#01 邂逅-10
「――いや〜、萌ちゃんと遊べるなんてラッキー!どう、ここ?よくね?」
高崎一号に案内されて来たのは会員制のクラブ。もちろん、会員は一号だ。
あまり治安の良いとは言えない地域の入り口に建てられた三階建てのビルディングの地下部だった。
どうでもいいことだが、一階がホストクラブ、二階がメイド喫茶、三階がバー……このビル主はどういう了見なんだ?
薄暗い照明のそのクラブは一般に、いつも私が出入りしているところとは違い、妙に落ち着いた雰囲気だった。入店するとすぐ黒ベストのしっかりとした格好のボーイに案内され、個室へと通された。
どちらかと言えばクラブというよりはカラオケといった方が良いかもしれない。
室内の装飾も、出てくるものも、店員もみんな豪華なカラオケ――うん、しっくりきた。
んで、部屋に入って、すぐにシャンパンボトルとフルーツやら、カルパッチョやらが大きな皿にこじんまりと盛り付けられて出てきた。

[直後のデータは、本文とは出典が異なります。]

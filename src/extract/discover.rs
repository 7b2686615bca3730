//! Contact-page discovery
//!
//! When the homepage lacks an email or form, a bounded list of likely contact
//! pages is tried. Anchors that look like contact links come first, then a
//! fixed set of conventional paths.

use crate::extract::form::contact_anchor_href;
use crate::url::{dedup_key, resolve_href};
use scraper::{Html, Selector};
use std::collections::HashSet;
use url::Url;

/// Upper bound on candidate pages per site
pub const MAX_CONTACT_CANDIDATES: usize = 8;

/// Conventional contact paths tried after on-page links
pub const FALLBACK_PATHS: &[&str] = &[
    "/contact",
    "/contact-us",
    "/contactus",
    "/about/contact",
    "/about-us/contact",
    "/enrolments",
];

/// Returns up to [`MAX_CONTACT_CANDIDATES`] distinct candidate contact pages,
/// in discovery order
pub fn candidate_contact_urls(doc: &Html, base_url: &Url) -> Vec<Url> {
    let mut raw: Vec<Url> = Vec::new();

    if let Ok(selector) = Selector::parse("a[href]") {
        raw.extend(
            doc.select(&selector)
                .filter_map(|element| contact_anchor_href(&element))
                .filter_map(|href| resolve_href(base_url, &href)),
        );
    }
    raw.extend(
        FALLBACK_PATHS
            .iter()
            .filter_map(|path| resolve_href(base_url, path)),
    );

    let mut seen = HashSet::new();
    raw.into_iter()
        .filter(|url| seen.insert(dedup_key(url)))
        .take(MAX_CONTACT_CANDIDATES)
        .collect()
}
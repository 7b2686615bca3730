//! Output module for store statistics and run summaries

pub mod stats;

pub use stats::{dataset_statistics, print_statistics, print_summary, DatasetStatistics};
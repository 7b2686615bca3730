use crate::url::{has_inert_scheme, resolve_href};
use scraper::{ElementRef, Html, Selector};
use url::Url;

/// Returns the href of an anchor that looks like it leads to a contact page
pub(crate) fn contact_anchor_href(element: &ElementRef<'_>) -> Option<String> {
    let href = element.value().attr("href")?.trim();
    if href.is_empty() || has_inert_scheme(href) {
        return None;
    }

    let label = element.text().collect::<String>().to_lowercase();
    if href.to_lowercase().contains("contact") || label.contains("contact") {
        Some(href.to_string())
    } else {
        None
    }
}

/// Finds the contact-form URL: the first anchor whose href or label mentions
/// "contact", resolved against `base_url`
pub fn extract_contact_form(doc: &Html, base_url: &Url) -> Option<Url> {
    let selector = Selector::parse("a[href]").ok()?;
    doc.select(&selector)
        .filter_map(|element| contact_anchor_href(&element))
        .find_map(|href| resolve_href(base_url, &href))
}
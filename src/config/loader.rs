//! Settings file discovery and layered loading

use super::source::KeyValues;
use crate::domain::Config;
use crate::error::Result;
use figment::providers::Serialized;
use figment::Figment;
use std::path::{Path, PathBuf};

/// Name of the settings file looked up in the configuration directory.
pub const SETTINGS_FILE_NAME: &str = ".env";

pub fn settings_file_path(dir: &Path) -> PathBuf {
    dir.join(SETTINGS_FILE_NAME)
}

/// Load the configuration from `dir/.env` and the process environment.
pub fn load_config(dir: &Path) -> Result<Config> {
    load(dir, KeyValues::from_process_env())
}

/// Load the configuration with an explicit environment snapshot instead of
/// the process environment.
pub fn load_config_from<I, K, V>(dir: &Path, vars: I) -> Result<Config>
where
    I: IntoIterator<Item = (K, V)>,
    K: Into<String>,
    V: Into<String>,
{
    load(dir, KeyValues::from_vars(vars))
}

fn load(dir: &Path, env: KeyValues) -> Result<Config> {
    let settings_file = settings_file_path(dir);

    let mut figment = Figment::from(Serialized::defaults(Config::default()));
    if let Some(file) = KeyValues::from_file(&settings_file)? {
        figment = figment.merge(file);
    }
    tracing::debug!("{} recognized variables in {}", env.len(), env.name());
    figment = figment.merge(env);

    // Lossy extraction turns "72" into a number and "true" into a boolean.
    let config: Config = figment.extract_lossy().map_err(Box::new)?;
    Ok(config)
}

シャンパンは――詳しくはないが、少なくとも五千だ、一万だのモノではないし、第一、高崎一号はこの店の上客なんだろうけど、未成年だろうが、学校の制服を着ていようがお構いなしだ。
本当に大丈夫か、この店は?
現在、高崎二号三号がカラオケを(二人で)熱唱している。おえ、マジでキモイ。
そして、バカみたいにフカフカなソファーに座った私の隣で高崎一号がフルートグラス片手に訊ねてきたのだ。
私は当然のように肩へ伸びてきた高崎一号の腕を払う。
「ここ?普通じゃねぇの?」
「ふ、ふつう?」
「……。そこらの女でも連れ込めばきゃー、すごーい、とでも言ってくれたんだろうけどな。残念、私はこう見えてお嬢様なんだわ」
私はそこまで言うと高崎一号へ軽蔑の眼差しを向けた。
こいつらと言えば最初っから下心丸出しすぎなんだよ。いっそ、清々しいほどだ。
だけど、私はチャライのも嫌いだが、親の七光りはもっと嫌いだった。
しかも、親の金で女を接待してモテた気になるなんてのは、最悪中の最悪――眼中にあるわけがない。
香織から逃げるのに使ったから、ちっとは付き合ってやったが、もうそろそろ頃合だろう。